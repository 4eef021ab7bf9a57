/// Stripe integration
///
/// Two pieces:
///
/// - [`StripeClient::create_checkout_session`]: form-encoded `POST
///   /v1/checkout/sessions` for a one-off credit pack purchase
/// - [`verify_webhook_signature`]: checks the `Stripe-Signature` header on
///   incoming webhooks
///
/// # Webhook signatures
///
/// ```text
/// Stripe-Signature: t=1700000000,v1=5257a869...,v1=...
/// expected = hex(HMAC-SHA256(webhook_secret, "{t}.{raw body}"))
/// ```
///
/// The header may carry several `v1` entries during secret rotation; any
/// match is accepted. Timestamps more than five minutes away from now are
/// rejected to limit replays.

use hmac::{Hmac, Mac};
use serde::Deserialize;
use sha2::Sha256;
use songteam_shared::pricing::PricingPlan;
use std::collections::HashMap;
use uuid::Uuid;

type HmacSha256 = Hmac<Sha256>;

/// Maximum age (either direction) of a webhook timestamp, in seconds
pub const SIGNATURE_TOLERANCE_SECS: i64 = 300;

/// Event type that grants purchased credits
pub const CHECKOUT_COMPLETED: &str = "checkout.session.completed";

/// Stripe error types
#[derive(Debug, thiserror::Error)]
pub enum StripeError {
    #[error("Payments are not configured")]
    NotConfigured,

    #[error("No Stripe price configured for plan {0}")]
    MissingPrice(&'static str),

    #[error("Malformed Stripe-Signature header")]
    MalformedSignature,

    #[error("Webhook timestamp outside tolerance")]
    StaleTimestamp,

    #[error("Webhook signature mismatch")]
    SignatureMismatch,

    #[error("Invalid webhook payload: {0}")]
    InvalidPayload(String),

    #[error("Stripe request failed: {0}")]
    Request(#[from] reqwest::Error),

    #[error("Stripe API error ({status}): {message}")]
    Api { status: u16, message: String },
}

impl StripeError {
    /// Whether the error is the sender's fault (bad signature or payload)
    pub fn is_webhook_rejection(&self) -> bool {
        matches!(
            self,
            StripeError::MalformedSignature
                | StripeError::StaleTimestamp
                | StripeError::SignatureMismatch
                | StripeError::InvalidPayload(_)
        )
    }
}

fn expected_signature(
    payload: &[u8],
    secret: &str,
    timestamp: i64,
) -> Result<HmacSha256, StripeError> {
    let mut mac =
        HmacSha256::new_from_slice(secret.as_bytes()).map_err(|_| StripeError::NotConfigured)?;
    mac.update(timestamp.to_string().as_bytes());
    mac.update(b".");
    mac.update(payload);
    Ok(mac)
}

/// Verifies a `Stripe-Signature` header against the raw request body
///
/// # Arguments
///
/// * `payload` - Raw request body, exactly as received
/// * `header` - `Stripe-Signature` header value
/// * `secret` - Webhook signing secret (`whsec_...`)
/// * `now` - Current Unix time in seconds
///
/// # Errors
///
/// - `MalformedSignature` if `t` or `v1` is missing or unparsable
/// - `StaleTimestamp` if `t` is outside [`SIGNATURE_TOLERANCE_SECS`]
/// - `SignatureMismatch` if no `v1` matches
pub fn verify_webhook_signature(
    payload: &[u8],
    header: &str,
    secret: &str,
    now: i64,
) -> Result<(), StripeError> {
    let mut timestamp: Option<i64> = None;
    let mut signatures: Vec<Vec<u8>> = Vec::new();

    for part in header.split(',') {
        let Some((key, value)) = part.trim().split_once('=') else {
            continue;
        };
        match key {
            "t" => {
                timestamp = Some(value.parse().map_err(|_| StripeError::MalformedSignature)?);
            }
            "v1" => {
                signatures.push(hex::decode(value).map_err(|_| StripeError::MalformedSignature)?);
            }
            _ => {}
        }
    }

    let timestamp = timestamp.ok_or(StripeError::MalformedSignature)?;
    if signatures.is_empty() {
        return Err(StripeError::MalformedSignature);
    }

    // `t` is attacker-controlled until the signature checks out
    let skew = now.checked_sub(timestamp).map(i64::unsigned_abs);
    if skew.map_or(true, |skew| skew > SIGNATURE_TOLERANCE_SECS.unsigned_abs()) {
        return Err(StripeError::StaleTimestamp);
    }

    let expected = expected_signature(payload, secret, timestamp)?;
    let matched = signatures
        .iter()
        .any(|signature| expected.clone().verify_slice(signature).is_ok());

    if matched {
        Ok(())
    } else {
        Err(StripeError::SignatureMismatch)
    }
}

/// Builds a `Stripe-Signature` header value for a payload
///
/// Used by tests and local tooling that replays events.
pub fn sign_payload(payload: &[u8], secret: &str, timestamp: i64) -> Result<String, StripeError> {
    let signature = hex::encode(
        expected_signature(payload, secret, timestamp)?
            .finalize()
            .into_bytes(),
    );
    Ok(format!("t={},v1={}", timestamp, signature))
}

/// Webhook envelope
#[derive(Debug, Clone, Deserialize)]
pub struct WebhookEvent {
    pub id: String,

    #[serde(rename = "type")]
    pub event_type: String,

    pub data: WebhookEventData,
}

#[derive(Debug, Clone, Deserialize)]
pub struct WebhookEventData {
    pub object: serde_json::Value,
}

impl WebhookEvent {
    pub fn parse(payload: &[u8]) -> Result<Self, StripeError> {
        serde_json::from_slice(payload).map_err(|e| StripeError::InvalidPayload(e.to_string()))
    }
}

/// The parts of a Checkout Session the webhook cares about
#[derive(Debug, Clone, Deserialize)]
pub struct CompletedCheckout {
    pub id: String,

    pub payment_intent: Option<String>,

    #[serde(default)]
    pub metadata: HashMap<String, String>,
}

/// Credit purchase described by a completed checkout
#[derive(Debug, Clone, PartialEq, Eq)]
pub struct Purchase {
    pub team_id: Uuid,
    pub user_id: Option<Uuid>,
    pub credits: i32,
    /// Idempotency key: the payment intent, or the session id if absent
    pub payment_id: String,
}

impl CompletedCheckout {
    pub fn from_event(event: &WebhookEvent) -> Result<Self, StripeError> {
        serde_json::from_value(event.data.object.clone())
            .map_err(|e| StripeError::InvalidPayload(e.to_string()))
    }

    fn metadata(&self, snake: &str, camel: &str) -> Option<&str> {
        self.metadata
            .get(snake)
            .or_else(|| self.metadata.get(camel))
            .map(String::as_str)
    }

    /// Reads the purchase back out of the session metadata
    pub fn purchase(&self) -> Result<Purchase, StripeError> {
        let team_id = self
            .metadata("team_id", "teamId")
            .and_then(|v| Uuid::parse_str(v).ok())
            .ok_or_else(|| StripeError::InvalidPayload("missing team_id metadata".to_string()))?;

        let user_id = self
            .metadata("user_id", "userId")
            .and_then(|v| Uuid::parse_str(v).ok());

        let credits = self
            .metadata("credits", "credits")
            .and_then(|v| v.parse::<i32>().ok())
            .filter(|c| *c > 0)
            .ok_or_else(|| StripeError::InvalidPayload("missing credits metadata".to_string()))?;

        Ok(Purchase {
            team_id,
            user_id,
            credits,
            payment_id: self.payment_intent.clone().unwrap_or_else(|| self.id.clone()),
        })
    }
}

/// Parameters for a checkout session
#[derive(Debug, Clone)]
pub struct CheckoutRequest<'a> {
    pub team_id: Uuid,
    pub user_id: Uuid,
    pub plan: PricingPlan,
    pub price_id: &'a str,
    pub customer_email: Option<&'a str>,
    pub success_url: String,
    pub cancel_url: String,
}

impl CheckoutRequest<'_> {
    /// Form fields in Stripe's bracket notation
    pub fn form(&self) -> Vec<(&'static str, String)> {
        let mut form = vec![
            ("mode", "payment".to_string()),
            ("payment_method_types[0]", "card".to_string()),
            ("line_items[0][price]", self.price_id.to_string()),
            ("line_items[0][quantity]", "1".to_string()),
            ("success_url", self.success_url.clone()),
            ("cancel_url", self.cancel_url.clone()),
            ("metadata[team_id]", self.team_id.to_string()),
            ("metadata[user_id]", self.user_id.to_string()),
            ("metadata[credits]", self.plan.credits().to_string()),
            ("metadata[plan]", self.plan.as_str().to_string()),
        ];

        if let Some(email) = self.customer_email {
            form.push(("customer_email", email.to_string()));
        }

        form
    }
}

/// Created checkout session
#[derive(Debug, Clone, Deserialize)]
pub struct CheckoutSession {
    pub id: String,
    pub url: Option<String>,
}

#[derive(Debug, Deserialize)]
struct StripeErrorBody {
    error: StripeErrorDetail,
}

#[derive(Debug, Deserialize)]
struct StripeErrorDetail {
    message: Option<String>,
}

/// Minimal Stripe API client
#[derive(Debug, Clone)]
pub struct StripeClient {
    http: reqwest::Client,
    api_base: String,
    secret_key: String,
}

impl StripeClient {
    pub fn new(http: reqwest::Client, api_base: impl Into<String>, secret_key: impl Into<String>) -> Self {
        StripeClient {
            http,
            api_base: api_base.into(),
            secret_key: secret_key.into(),
        }
    }

    /// Creates a payment-mode Checkout Session
    pub async fn create_checkout_session(
        &self,
        request: &CheckoutRequest<'_>,
    ) -> Result<CheckoutSession, StripeError> {
        let response = self
            .http
            .post(format!("{}/v1/checkout/sessions", self.api_base))
            .bearer_auth(&self.secret_key)
            .form(&request.form())
            .send()
            .await?;

        let status = response.status();
        if !status.is_success() {
            let body = response.text().await.unwrap_or_default();
            let message = serde_json::from_str::<StripeErrorBody>(&body)
                .ok()
                .and_then(|b| b.error.message)
                .unwrap_or(body);
            return Err(StripeError::Api {
                status: status.as_u16(),
                message,
            });
        }

        Ok(response.json::<CheckoutSession>().await?)
    }
}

□ □ □ □ □

WORK REQUEST:
Return every line of the records in which the word "checks" is found.

YOUR SOLUTION:
/// - [`verify_webhook_signature`]: checks the `Stripe-Signature` header on
    // `t` is attacker-controlled until the signature checks out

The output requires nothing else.